**Description of the task**. Retype only the lines at the head of the records, first through the one with "Collaborators may invent", exactly as written.

*** Block opens ***

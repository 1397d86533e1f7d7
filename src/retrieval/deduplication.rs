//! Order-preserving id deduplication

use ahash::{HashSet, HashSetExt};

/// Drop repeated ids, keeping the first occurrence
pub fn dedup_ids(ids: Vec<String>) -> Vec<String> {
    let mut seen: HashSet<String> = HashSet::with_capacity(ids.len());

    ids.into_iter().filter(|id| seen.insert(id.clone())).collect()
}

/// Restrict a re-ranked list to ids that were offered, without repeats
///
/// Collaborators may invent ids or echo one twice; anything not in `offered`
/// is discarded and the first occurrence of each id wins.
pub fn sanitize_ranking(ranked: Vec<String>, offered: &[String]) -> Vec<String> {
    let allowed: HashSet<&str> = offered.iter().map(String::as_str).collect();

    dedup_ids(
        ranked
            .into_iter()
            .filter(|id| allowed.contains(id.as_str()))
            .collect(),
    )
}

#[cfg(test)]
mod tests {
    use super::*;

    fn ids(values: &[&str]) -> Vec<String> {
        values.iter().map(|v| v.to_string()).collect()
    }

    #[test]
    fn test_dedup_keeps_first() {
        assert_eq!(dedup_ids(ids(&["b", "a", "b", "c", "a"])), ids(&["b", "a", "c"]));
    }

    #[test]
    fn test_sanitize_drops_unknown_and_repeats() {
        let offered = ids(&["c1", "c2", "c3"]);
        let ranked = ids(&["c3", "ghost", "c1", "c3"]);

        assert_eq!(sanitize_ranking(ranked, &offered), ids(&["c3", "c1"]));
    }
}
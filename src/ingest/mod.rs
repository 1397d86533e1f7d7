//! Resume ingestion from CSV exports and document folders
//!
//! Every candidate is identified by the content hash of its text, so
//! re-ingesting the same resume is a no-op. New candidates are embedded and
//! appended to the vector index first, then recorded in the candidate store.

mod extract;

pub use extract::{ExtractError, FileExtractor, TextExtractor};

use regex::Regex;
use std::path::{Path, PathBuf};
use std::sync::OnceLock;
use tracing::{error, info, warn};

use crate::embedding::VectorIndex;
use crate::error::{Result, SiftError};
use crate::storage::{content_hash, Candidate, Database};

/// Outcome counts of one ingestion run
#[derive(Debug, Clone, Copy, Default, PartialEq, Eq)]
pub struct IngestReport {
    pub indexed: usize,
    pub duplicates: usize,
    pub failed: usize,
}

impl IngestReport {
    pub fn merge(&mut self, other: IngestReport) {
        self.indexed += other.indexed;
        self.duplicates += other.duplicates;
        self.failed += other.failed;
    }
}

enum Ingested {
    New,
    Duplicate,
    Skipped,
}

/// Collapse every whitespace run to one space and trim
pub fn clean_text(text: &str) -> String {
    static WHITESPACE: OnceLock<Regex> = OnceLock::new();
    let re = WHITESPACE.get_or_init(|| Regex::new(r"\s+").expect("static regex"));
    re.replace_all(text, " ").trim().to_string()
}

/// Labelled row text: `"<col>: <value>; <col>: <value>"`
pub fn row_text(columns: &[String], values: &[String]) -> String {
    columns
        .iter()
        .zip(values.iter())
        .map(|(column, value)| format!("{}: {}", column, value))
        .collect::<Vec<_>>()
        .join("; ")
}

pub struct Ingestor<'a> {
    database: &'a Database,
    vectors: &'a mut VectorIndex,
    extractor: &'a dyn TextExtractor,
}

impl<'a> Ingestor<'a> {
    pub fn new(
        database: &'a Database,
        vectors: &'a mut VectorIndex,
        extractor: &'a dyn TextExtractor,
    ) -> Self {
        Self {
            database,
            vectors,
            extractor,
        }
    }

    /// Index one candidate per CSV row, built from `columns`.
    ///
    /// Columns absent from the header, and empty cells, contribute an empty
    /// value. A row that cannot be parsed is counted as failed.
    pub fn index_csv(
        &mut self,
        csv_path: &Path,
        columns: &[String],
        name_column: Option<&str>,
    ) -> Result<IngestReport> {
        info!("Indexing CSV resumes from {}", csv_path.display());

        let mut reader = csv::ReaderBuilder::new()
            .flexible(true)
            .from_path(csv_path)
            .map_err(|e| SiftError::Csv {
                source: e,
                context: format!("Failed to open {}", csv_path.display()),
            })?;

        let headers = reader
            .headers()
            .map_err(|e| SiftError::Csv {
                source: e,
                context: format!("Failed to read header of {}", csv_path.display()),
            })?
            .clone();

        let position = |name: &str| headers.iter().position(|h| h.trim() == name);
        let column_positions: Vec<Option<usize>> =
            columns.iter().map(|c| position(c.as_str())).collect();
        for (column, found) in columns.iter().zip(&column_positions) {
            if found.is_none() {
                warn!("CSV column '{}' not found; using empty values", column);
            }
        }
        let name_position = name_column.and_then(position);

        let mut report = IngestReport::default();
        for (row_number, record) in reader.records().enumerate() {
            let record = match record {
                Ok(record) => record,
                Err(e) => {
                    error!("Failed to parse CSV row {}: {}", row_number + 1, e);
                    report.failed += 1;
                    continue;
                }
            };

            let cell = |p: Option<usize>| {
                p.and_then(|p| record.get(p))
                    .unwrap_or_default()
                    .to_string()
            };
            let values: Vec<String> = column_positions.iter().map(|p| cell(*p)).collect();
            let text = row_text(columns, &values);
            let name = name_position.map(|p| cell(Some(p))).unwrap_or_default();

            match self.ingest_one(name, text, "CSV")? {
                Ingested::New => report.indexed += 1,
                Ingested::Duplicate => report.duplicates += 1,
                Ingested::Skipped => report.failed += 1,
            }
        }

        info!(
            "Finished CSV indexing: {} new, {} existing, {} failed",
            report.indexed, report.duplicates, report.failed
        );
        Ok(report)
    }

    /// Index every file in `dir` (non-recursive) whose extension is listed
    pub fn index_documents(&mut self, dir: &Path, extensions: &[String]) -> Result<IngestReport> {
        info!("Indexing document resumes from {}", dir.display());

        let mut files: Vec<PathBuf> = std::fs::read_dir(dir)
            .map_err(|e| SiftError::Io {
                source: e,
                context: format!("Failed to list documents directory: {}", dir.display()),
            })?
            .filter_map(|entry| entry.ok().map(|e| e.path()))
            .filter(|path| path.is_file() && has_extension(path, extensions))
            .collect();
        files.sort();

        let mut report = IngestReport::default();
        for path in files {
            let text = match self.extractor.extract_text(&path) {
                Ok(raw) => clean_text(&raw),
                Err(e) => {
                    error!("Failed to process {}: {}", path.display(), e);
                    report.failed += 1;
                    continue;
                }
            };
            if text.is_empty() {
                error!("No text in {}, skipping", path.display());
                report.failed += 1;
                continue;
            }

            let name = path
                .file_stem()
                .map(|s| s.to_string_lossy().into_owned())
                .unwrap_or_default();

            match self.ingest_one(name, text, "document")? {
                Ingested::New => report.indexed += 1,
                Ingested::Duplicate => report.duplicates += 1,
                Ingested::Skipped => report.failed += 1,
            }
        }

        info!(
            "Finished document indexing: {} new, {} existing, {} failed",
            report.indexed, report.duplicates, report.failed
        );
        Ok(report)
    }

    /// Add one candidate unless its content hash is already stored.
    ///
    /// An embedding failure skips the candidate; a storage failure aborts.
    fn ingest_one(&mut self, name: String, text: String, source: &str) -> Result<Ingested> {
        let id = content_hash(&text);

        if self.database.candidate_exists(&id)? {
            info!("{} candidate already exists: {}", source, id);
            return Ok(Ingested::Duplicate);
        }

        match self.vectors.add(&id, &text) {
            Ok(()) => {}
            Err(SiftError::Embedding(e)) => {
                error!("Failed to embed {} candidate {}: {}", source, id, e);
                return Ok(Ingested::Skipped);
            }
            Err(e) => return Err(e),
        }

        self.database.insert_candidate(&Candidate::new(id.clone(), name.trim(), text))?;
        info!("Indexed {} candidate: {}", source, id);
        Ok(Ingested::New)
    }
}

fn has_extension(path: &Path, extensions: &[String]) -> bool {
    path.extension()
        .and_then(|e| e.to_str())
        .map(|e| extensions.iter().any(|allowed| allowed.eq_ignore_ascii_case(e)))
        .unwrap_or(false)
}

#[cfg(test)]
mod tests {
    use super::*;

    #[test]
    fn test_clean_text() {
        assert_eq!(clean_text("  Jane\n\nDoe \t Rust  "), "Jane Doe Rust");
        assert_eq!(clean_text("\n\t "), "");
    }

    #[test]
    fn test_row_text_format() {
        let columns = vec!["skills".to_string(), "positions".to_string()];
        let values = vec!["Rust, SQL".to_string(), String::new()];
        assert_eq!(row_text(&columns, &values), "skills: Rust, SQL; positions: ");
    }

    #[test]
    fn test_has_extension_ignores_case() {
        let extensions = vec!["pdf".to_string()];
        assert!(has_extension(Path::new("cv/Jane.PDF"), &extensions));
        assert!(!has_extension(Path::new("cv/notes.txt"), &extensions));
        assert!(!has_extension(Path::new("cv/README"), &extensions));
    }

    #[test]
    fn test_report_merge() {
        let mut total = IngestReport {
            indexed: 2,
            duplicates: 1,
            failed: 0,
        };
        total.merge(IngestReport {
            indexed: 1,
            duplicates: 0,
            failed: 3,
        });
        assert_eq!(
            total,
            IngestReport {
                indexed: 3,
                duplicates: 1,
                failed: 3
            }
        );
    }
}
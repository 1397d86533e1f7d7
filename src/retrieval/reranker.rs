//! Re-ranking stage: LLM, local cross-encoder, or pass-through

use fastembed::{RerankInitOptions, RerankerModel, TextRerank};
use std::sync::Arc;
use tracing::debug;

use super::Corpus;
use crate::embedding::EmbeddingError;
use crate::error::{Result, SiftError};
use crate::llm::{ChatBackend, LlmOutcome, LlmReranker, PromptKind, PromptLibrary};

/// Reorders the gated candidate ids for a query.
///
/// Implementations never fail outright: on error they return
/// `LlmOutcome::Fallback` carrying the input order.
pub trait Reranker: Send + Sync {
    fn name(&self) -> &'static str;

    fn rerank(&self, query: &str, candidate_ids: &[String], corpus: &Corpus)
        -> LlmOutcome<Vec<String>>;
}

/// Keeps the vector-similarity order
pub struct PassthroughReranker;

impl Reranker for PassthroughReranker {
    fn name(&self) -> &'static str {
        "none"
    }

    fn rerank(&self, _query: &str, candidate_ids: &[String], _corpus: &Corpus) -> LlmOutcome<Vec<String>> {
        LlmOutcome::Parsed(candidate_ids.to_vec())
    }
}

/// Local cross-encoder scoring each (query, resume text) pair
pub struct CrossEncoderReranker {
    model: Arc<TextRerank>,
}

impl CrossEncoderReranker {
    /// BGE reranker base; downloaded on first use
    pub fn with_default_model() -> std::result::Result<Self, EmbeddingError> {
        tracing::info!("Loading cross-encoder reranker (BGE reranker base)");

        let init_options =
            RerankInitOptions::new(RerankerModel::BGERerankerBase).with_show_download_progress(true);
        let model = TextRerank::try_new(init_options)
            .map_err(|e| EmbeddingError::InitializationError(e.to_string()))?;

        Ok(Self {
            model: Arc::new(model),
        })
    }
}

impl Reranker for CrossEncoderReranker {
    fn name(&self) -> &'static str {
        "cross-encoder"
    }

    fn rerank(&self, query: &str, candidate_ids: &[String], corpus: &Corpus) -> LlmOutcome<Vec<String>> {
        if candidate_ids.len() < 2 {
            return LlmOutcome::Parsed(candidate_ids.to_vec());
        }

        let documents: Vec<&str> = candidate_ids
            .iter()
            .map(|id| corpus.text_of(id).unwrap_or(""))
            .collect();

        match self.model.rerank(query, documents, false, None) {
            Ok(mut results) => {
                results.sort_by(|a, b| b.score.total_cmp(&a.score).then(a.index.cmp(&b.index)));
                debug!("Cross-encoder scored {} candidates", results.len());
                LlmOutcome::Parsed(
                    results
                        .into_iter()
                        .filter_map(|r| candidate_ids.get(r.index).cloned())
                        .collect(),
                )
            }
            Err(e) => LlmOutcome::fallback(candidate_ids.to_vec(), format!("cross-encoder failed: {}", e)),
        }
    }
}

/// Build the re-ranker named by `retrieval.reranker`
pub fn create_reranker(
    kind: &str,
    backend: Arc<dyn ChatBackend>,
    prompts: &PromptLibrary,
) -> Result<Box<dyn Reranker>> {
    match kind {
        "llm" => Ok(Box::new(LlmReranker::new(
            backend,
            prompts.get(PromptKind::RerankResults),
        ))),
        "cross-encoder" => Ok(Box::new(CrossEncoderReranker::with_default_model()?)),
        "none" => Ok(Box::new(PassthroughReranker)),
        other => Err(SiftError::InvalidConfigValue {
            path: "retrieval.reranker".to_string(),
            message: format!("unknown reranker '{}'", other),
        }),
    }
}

*** Block closes ***

**Answer box**.
repository 1397d86533e1f7d7
filename src/retrieval/deduplication.rs
//! Order-preserving id deduplication

use ahash::{HashSet, HashSetExt};

/// Drop repeated ids, keeping the first occurrence
pub fn dedup_ids(ids: Vec<String>) -> Vec<String> {
    let mut seen: HashSet<String> = HashSet::with_capacity(ids.len());

    ids.into_iter().filter(|id| seen.insert(id.clone())).collect()
}

/// Restrict a re-ranked list to ids that were offered, without repeats
///
/// Collaborators may invent ids or echo one twice; anything not in `offered`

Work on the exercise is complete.